Why measure management effectiveness?
Because it matters, of course. You’re probably familiar with a business management cliché first uttered by Peter Drucker – ‘What gets measured gets managed’ – but how to measure? The question of management effectiveness becomes more burning when you consider it in the contact of training: while a basic question – “Was is worth it, and what did it achieve?” – should matter to every organisation, few know or attempt to discover the answer.

When it comes to training evaluation, organisations hunger for evidence of two often elusive factors: return on investment (ROI), to prove that their expenditure was not wasted, and increases in productivity. Training and learning that doesn’t increase performance wastes not just money but time, energy and optimism. Despite this, many organisations limit evaluation to satisfaction scores: a record that the training took place and was ‘enjoyed’, but its impact remains elusive.

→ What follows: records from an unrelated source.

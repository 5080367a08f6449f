// Copyright (c) 2025 Dimitris Kafetzis
//
// Licensed under the MIT License.
// See LICENSE file in the project root for full license information.
//
// SPDX-License-Identifier: MIT

//! Graph operands.

use std::fmt;

use tensor_core::{ConstantData, TensorInfo};

/// Stable index of a tensor in its graph.
#[derive(Debug, Clone, Copy, PartialEq, Eq, Hash, PartialOrd, Ord)]
pub struct TensorId(pub usize);

impl TensorId {
    pub fn index(self) -> usize {
        self.0
    }
}

impl fmt::Display for TensorId {
    fn fmt(&self, f: &mut fmt::Formatter<'_>) -> fmt::Result {
        write!(f, "t{}", self.0)
    }
}

/// Role a tensor plays in the graph.
#[derive(Debug, Clone, Copy, PartialEq, Eq, Hash)]
pub enum TensorKind {
    /// Supplied by the host for every inference call.
    Input,
    /// Fixed at load time; immutable for the graph's lifetime.
    Constant,
    /// Produced by one node and consumed within the graph.
    Intermediate,
    /// Produced by one node and returned to the host.
    Output,
}

impl TensorKind {
    /// `true` for tensors whose storage lives in the execution arena.
    pub fn is_activation(self) -> bool {
        !matches!(self, TensorKind::Constant)
    }
}

/// One operand of the graph.
#[derive(Debug, Clone, PartialEq)]
pub struct TensorDef {
    pub name: String,
    pub info: TensorInfo,
    pub kind: TensorKind,
    /// Payload of a constant; `None` for every other kind.
    pub data: Option<ConstantData>,
}

impl TensorDef {
    pub fn input(name: impl Into<String>, info: TensorInfo) -> Self {
        Self {
            name: name.into(),
            info,
            kind: TensorKind::Input,
            data: None,
        }
    }

    pub fn constant(name: impl Into<String>, info: TensorInfo, data: ConstantData) -> Self {
        Self {
            name: name.into(),
            info,
            kind: TensorKind::Constant,
            data: Some(data),
        }
    }

    pub fn intermediate(name: impl Into<String>, info: TensorInfo) -> Self {
        Self {
            name: name.into(),
            info,
            kind: TensorKind::Intermediate,
            data: None,
        }
    }

    pub fn is_constant(&self) -> bool {
        self.kind == TensorKind::Constant
    }

    /// Constant payload decoded as integers (shape operands, axes, perms).
    pub fn constant_i64(&self) -> Option<Vec<i64>> {
        self.data
            .as_ref()
            .and_then(|d| d.to_i64_vec(self.info.dtype).ok())
    }

    /// One-line description for summaries and logs.
    pub fn summary(&self) -> String {
        let quant = match &self.info.quantization {
            Some(q) if q.is_per_axis() => format!(" q[axis {} x{}]", q.quantized_dimension, q.scales.len()),
            Some(q) => format!(" q[{:.6}, {}]", q.scale(), q.zero_point()),
            None => String::new(),
        };
        let status = if self.info.is_ready() { "" } else { " (undefined)" };
        format!(
            "{:<24} {:<12} {:<5} {}{}{}",
            self.name,
            format!("{:?}", self.kind),
            self.info.dtype,
            self.info.shape,
            quant,
            status
        )
    }
}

One reason that more meaning evaluation is rarely undertaken is the perception that it is difficult to do. Management performance, after all, is typically assessed using not one but a number of yardsticks: ASK’s own Management Development 360 Degree Feedback tool includes sixty individual competences. No training programme could aspire to address and improve managers’ performance in all of these, and we typically gather and facilitate feedback on the 6 – 10 competences most relevant to the scope of the training.

We use this 360 degree instrument at the beginning of our programmes as a diagnostic tool, identifying areas for personal development and providing insights that can drive self-awareness. Re-deploying it after training allows us to measure how far participants have travelled and supports future development activity, but it is also another starting point: the beginning of a measure of their effectiveness.